Popular travel destinations have a way of rebounding quickly, and it is not expected that Hurricane Hugo will have any lasting impact on cruise tourism. Juan Miguel Domenech, Director of Tourism for Puerto Rico, said that his government will be launching an advertising campaign in the United States to offset any negative effect of the hurricane on local tourism. In St. Croix, meanwhile, it may take more than an advertising campaign to restore confidence, although it is expected that the island's tourism business will be returning to normal.
Mark Conroy, President of Renaissance Cruises has said that the line's new ship will call at Chinese ports in the fall of 1990. He was quoted in a recent interview as saying that "Chinese history is so rich you can't ignore it."
So far the cruise lines have been able to ride the waves, so to speak, and find alternative routes, ports and airlift when the situation has demanded it. In fact, the industry's adaptability has been rather impressive.

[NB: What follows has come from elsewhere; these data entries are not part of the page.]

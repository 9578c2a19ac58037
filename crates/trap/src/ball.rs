//! Ball state and the per-frame update rule.
//!
//! The update is a hand-tuned toy rule rather than an integrator: the ball's
//! height is read straight off the flipping surface, and only the horizontal
//! velocity is nudged by the sampled gradient.

use std::f64::consts::TAU;

use glam::DVec3;
use saddle_core::engine::StepStatus;
use saddle_core::error::SimError;
use serde::{Deserialize, Serialize};

use crate::surface::Surface;
use crate::TrapParams;

/// Position, velocity and phase of the ball, advanced once per frame.
#[derive(Debug, Clone, Copy, PartialEq, Serialize, Deserialize)]
pub struct BallState {
    /// `(px, py, pz)`; `py` is overwritten from the surface every frame.
    pub position: DVec3,
    /// `(vx, vy, vz)`; `vy` is always reset to zero.
    pub velocity: DVec3,
    /// Surface amplitude `r = sin(phase mod 2π)` applied to heights and gradients.
    pub amplitude: f64,
    /// Phase angle `ang`, advanced by the phase step each frame.
    pub phase: f64,
    /// Camera angle, drifting by the angle drift each frame. Mixes `vx` into `vz`.
    pub camera_angle: f64,
    /// Frames that updated position and velocity.
    pub frame: u64,
    /// Set once the phase passed the final angle.
    pub finished: bool,
}

impl BallState {
    /// Starting state for `params`: amplitude 1, frame 0, not finished.
    pub fn initial(params: &TrapParams) -> Self {
        Self {
            position: params.initial_position,
            velocity: params.initial_velocity,
            amplitude: 1.0,
            phase: params.initial_phase,
            camera_angle: params.camera_angle,
            frame: 0,
            finished: false,
        }
    }

    /// Grid cell under the ball, truncating `px` and `pz` toward zero.
    pub fn cell(&self) -> (isize, isize) {
        (self.position.x as isize, self.position.z as isize)
    }

    /// Computes the state one frame later without modifying `self`.
    ///
    /// Order of operations:
    /// 1. phase and amplitude advance, camera angle drifts;
    /// 2. if the phase passed `final_angle` the state is marked finished and
    ///    position and velocity are left as they were;
    /// 3. `(px, pz)` moves by the velocity and rotates by the drift (in degrees);
    /// 4. `vz` mixes in `vx` through the camera angle (taken as radians);
    /// 5. height and gradient are sampled at the truncated cell and scaled by
    ///    the amplitude, `vy` is reset.
    ///
    /// A finished state is returned unchanged with `StepStatus::Finished`.
    pub fn advance(
        &self,
        surface: &Surface,
        params: &TrapParams,
    ) -> Result<(Self, StepStatus), SimError> {
        if self.finished {
            return Ok((*self, StepStatus::Finished));
        }

        let mut next = *self;
        next.phase += params.phase_step;
        next.amplitude = next.phase.rem_euclid(TAU).sin();
        next.camera_angle += params.angle_drift;

        if next.phase > params.final_angle {
            next.finished = true;
            return Ok((next, StepStatus::Finished));
        }

        let (sin_da, cos_da) = params.angle_drift.to_radians().sin_cos();
        let p = self.position;
        let v = self.velocity;
        let x = cos_da * (p.x + v.x) - sin_da * (p.z + v.z);
        // The z rotation reads the already rotated x.
        let z = sin_da * (x + v.x) + cos_da * (p.z + v.z);
        if !x.is_finite() || !z.is_finite() {
            return Err(SimError::NonFiniteState { x, z });
        }

        let (sin_cam, cos_cam) = next.camera_angle.sin_cos();
        let vz = sin_cam * v.x + cos_cam * v.z;

        next.position = DVec3::new(x, 0.0, z);
        let (i, j) = params
            .bounds
            .resolve(x as isize, z as isize, surface.half_extent())?;
        let h = surface.height().get(i, j)?;
        let g = surface.gradient().get(i, j)?;

        let r = next.amplitude;
        next.position.y = r * h;
        next.velocity = DVec3::new(
            v.x + params.ci * (r * g.x),
            0.0,
            vz + params.cj * (r * g.y),
        );
        next.frame += 1;

        Ok((next, StepStatus::Running))
    }
}

#[cfg(test)]
mod tests {
    use super::*;
    use saddle_core::bounds::BoundsPolicy;
    use std::f64::consts::PI;

    fn setup(bounds: BoundsPolicy) -> (Surface, TrapParams) {
        let params = TrapParams {
            bounds,
            ..TrapParams::default()
        };
        let surface = Surface::build(params.field_size, params.fmx, params.fmz).unwrap();
        (surface, params)
    }

    fn assert_close(got: f64, want: f64, what: &str) {
        assert!((got - want).abs() < 1e-9, "{what}: got {got}, want {want}");
    }

    #[test]
    fn initial_state_uses_params() {
        let params = TrapParams::default();
        let ball = BallState::initial(&params);
        assert_eq!(ball.position, DVec3::new(10.0, 0.0, 0.0));
        assert_eq!(ball.velocity, DVec3::ZERO);
        assert_eq!(ball.amplitude, 1.0);
        assert_eq!(ball.phase, PI - 0.2);
        assert_eq!(ball.camera_angle, -20.0);
        assert_eq!(ball.frame, 0);
        assert!(!ball.finished);
    }

    #[test]
    fn cell_truncates_toward_zero() {
        let mut ball = BallState::initial(&TrapParams::default());
        ball.position = DVec3::new(-15.87, 3.0, 50.61);
        assert_eq!(ball.cell(), (-15, 50));
        ball.position = DVec3::new(-0.9, 0.0, 0.9);
        assert_eq!(ball.cell(), (0, 0));
    }

    #[test]
    fn first_frame_from_documented_start() {
        let (surface, params) = setup(BoundsPolicy::Strict);
        let ball = BallState::initial(&params);
        let (next, status) = ball.advance(&surface, &params).unwrap();

        assert_eq!(status, StepStatus::Running);
        assert_close(next.phase, PI, "phase");
        assert_close(next.position.x, 10.0, "px");
        assert_close(next.position.z, 0.0, "pz");
        // sin(π) is a tiny residual, so the surface is flat this frame.
        assert!(next.position.y.abs() < 1e-12);
        assert!(next.velocity.x.abs() < 1e-12);
        assert_eq!(next.velocity.y, 0.0);
        assert_eq!(next.frame, 1);
        assert_eq!(next.camera_angle, -20.0);
    }

    #[test]
    fn first_four_frames_follow_the_saddle() {
        let (surface, params) = setup(BoundsPolicy::Strict);
        let mut ball = BallState::initial(&params);
        for _ in 0..4 {
            ball = ball.advance(&surface, &params).unwrap().0;
        }
        assert_close(ball.position.x, 10.047834825837045, "px");
        assert_close(ball.position.y, -0.9034279574320572, "py");
        assert_close(ball.position.z, -0.01102755269848689, "pz");
        assert_close(ball.velocity.x, 0.07008599290712386, "vx");
        assert_close(ball.velocity.z, -0.03714317081078129, "vz");
    }

    #[test]
    fn vertical_velocity_is_always_reset() {
        let (surface, params) = setup(BoundsPolicy::Strict);
        let mut ball = BallState::initial(&params);
        ball.velocity.y = 5.0;
        let (next, _) = ball.advance(&surface, &params).unwrap();
        assert_eq!(next.velocity.y, 0.0);
    }

    #[test]
    fn height_is_read_from_surface_not_integrated() {
        let (surface, params) = setup(BoundsPolicy::Strict);
        let mut ball = BallState::initial(&params);
        ball.position = DVec3::new(-20.0, 999.0, 0.0);
        ball.phase = PI / 2.0 - params.phase_step;
        let (next, _) = ball.advance(&surface, &params).unwrap();
        let h = surface.height().get(-20, 0).unwrap();
        assert_close(next.position.y, next.amplitude * h, "py");
        assert_close(next.amplitude, 1.0, "amplitude at π/2");
    }

    #[test]
    fn ball_at_origin_stays_put() {
        let (surface, params) = setup(BoundsPolicy::Strict);
        let mut ball = BallState::initial(&params);
        ball.position = DVec3::ZERO;
        for _ in 0..50 {
            ball = ball.advance(&surface, &params).unwrap().0;
        }
        assert_eq!(ball.position.x, 0.0);
        assert_eq!(ball.position.z, 0.0);
        assert_eq!(ball.velocity, DVec3::ZERO);
    }

    #[test]
    fn terminal_step_leaves_position_and_velocity() {
        let (surface, params) = setup(BoundsPolicy::Strict);
        let mut ball = BallState::initial(&params);
        ball.phase = params.final_angle - 0.1;
        ball.velocity = DVec3::new(0.5, 0.0, -0.5);
        let (next, status) = ball.advance(&surface, &params).unwrap();
        assert_eq!(status, StepStatus::Finished);
        assert!(next.finished);
        assert_eq!(next.position, ball.position);
        assert_eq!(next.velocity, ball.velocity);
        assert_eq!(next.frame, ball.frame);
        assert!(next.phase > params.final_angle);
    }

    #[test]
    fn finished_state_is_a_fixed_point() {
        let (surface, params) = setup(BoundsPolicy::Strict);
        let mut ball = BallState::initial(&params);
        ball.finished = true;
        let (next, status) = ball.advance(&surface, &params).unwrap();
        assert_eq!(status, StepStatus::Finished);
        assert_eq!(next, ball);
    }

    #[test]
    fn strict_bounds_reports_out_of_range() {
        let (surface, params) = setup(BoundsPolicy::Strict);
        let mut ball = BallState::initial(&params);
        ball.position = DVec3::new(10.0, 0.0, 49.5);
        ball.velocity = DVec3::new(0.0, 0.0, 1.0);
        let err = ball.advance(&surface, &params).unwrap_err();
        assert!(matches!(
            err,
            SimError::OutOfRange {
                i: 10,
                j: 50,
                half_extent: 50
            }
        ));
    }

    #[test]
    fn wrap_and_clamp_resolve_the_same_overshoot() {
        let mut ball = BallState::initial(&TrapParams::default());
        ball.position = DVec3::new(10.0, 0.0, 49.5);
        ball.velocity = DVec3::new(0.0, 0.0, 1.0);
        // Pick a phase where the amplitude is non-zero.
        ball.phase = PI / 2.0 - 0.2;

        let (surface, wrap) = setup(BoundsPolicy::Wrap);
        let (wrapped, _) = ball.advance(&surface, &wrap).unwrap();
        let (_, clamp) = setup(BoundsPolicy::Clamp);
        let (clamped, _) = ball.advance(&surface, &clamp).unwrap();

        let r = wrapped.amplitude;
        assert_close(wrapped.position.y, r * surface.height().get(10, -50).unwrap(), "wrap py");
        assert_close(clamped.position.y, r * surface.height().get(10, 49).unwrap(), "clamp py");
        // Position itself is not folded back onto the grid.
        assert_close(wrapped.position.z, 50.5, "wrap pz");
        assert_close(clamped.position.z, 50.5, "clamp pz");
    }

    #[test]
    fn non_finite_position_is_reported() {
        let (surface, params) = setup(BoundsPolicy::Wrap);
        let mut ball = BallState::initial(&params);
        ball.velocity = DVec3::new(f64::NAN, 0.0, 0.0);
        assert!(matches!(
            ball.advance(&surface, &params),
            Err(SimError::NonFiniteState { .. })
        ));
    }

    #[test]
    fn angle_drift_rotates_and_turns_camera() {
        let (surface, mut params) = setup(BoundsPolicy::Strict);
        params.angle_drift = 90.0;
        let ball = BallState::initial(&params);
        let (next, _) = ball.advance(&surface, &params).unwrap();
        // A quarter turn carries (10, 0) to x ≈ 0, then z reads that x.
        assert_close(next.position.x, 0.0, "px");
        assert_close(next.position.z, 0.0, "pz");
        assert_eq!(next.camera_angle, -20.0 + 90.0);
    }

    mod proptests {
        use super::*;
        use proptest::prelude::*;

        proptest! {
            #[test]
            fn advance_is_deterministic(
                px in -40.0_f64..40.0,
                pz in -40.0_f64..40.0,
                vx in -1.0_f64..1.0,
                vz in -1.0_f64..1.0,
                phase in 0.0_f64..30.0,
            ) {
                let (surface, params) = setup(BoundsPolicy::Wrap);
                let mut ball = BallState::initial(&params);
                ball.position = DVec3::new(px, 0.0, pz);
                ball.velocity = DVec3::new(vx, 0.0, vz);
                ball.phase = phase;

                let a = ball.advance(&surface, &params).unwrap();
                let b = ball.advance(&surface, &params).unwrap();
                prop_assert_eq!(a.1, b.1);
                prop_assert_eq!(a.0.position.to_array().map(f64::to_bits),
                                b.0.position.to_array().map(f64::to_bits));
                prop_assert_eq!(a.0.velocity.to_array().map(f64::to_bits),
                                b.0.velocity.to_array().map(f64::to_bits));
            }

            #[test]
            fn amplitude_stays_in_unit_interval(phase in -100.0_f64..100.0) {
                let (surface, params) = setup(BoundsPolicy::Wrap);
                let mut ball = BallState::initial(&params);
                ball.position = DVec3::ZERO;
                ball.phase = phase;
                let (next, _) = ball.advance(&surface, &params).unwrap();
                prop_assert!((-1.0..=1.0).contains(&next.amplitude));
            }
        }
    }
}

Growth May Increase Sensitivity To Variables
The recent events that have had varying negative impact on the industry serve to demonstrate the cruise lines' unique sensitivity to certain variables, the intensity of which would seem to increase with the continued growth of the industry.
With more cruise ships plying the popular seas of the world, it seems that it would be increasingly difficult to redeploy ships on short notice. Full ports would limit the available options to move ships in the case of events that would demand itinerary changes.
This poses some interesting questions as the cruise lines continue to expand their seas of operations.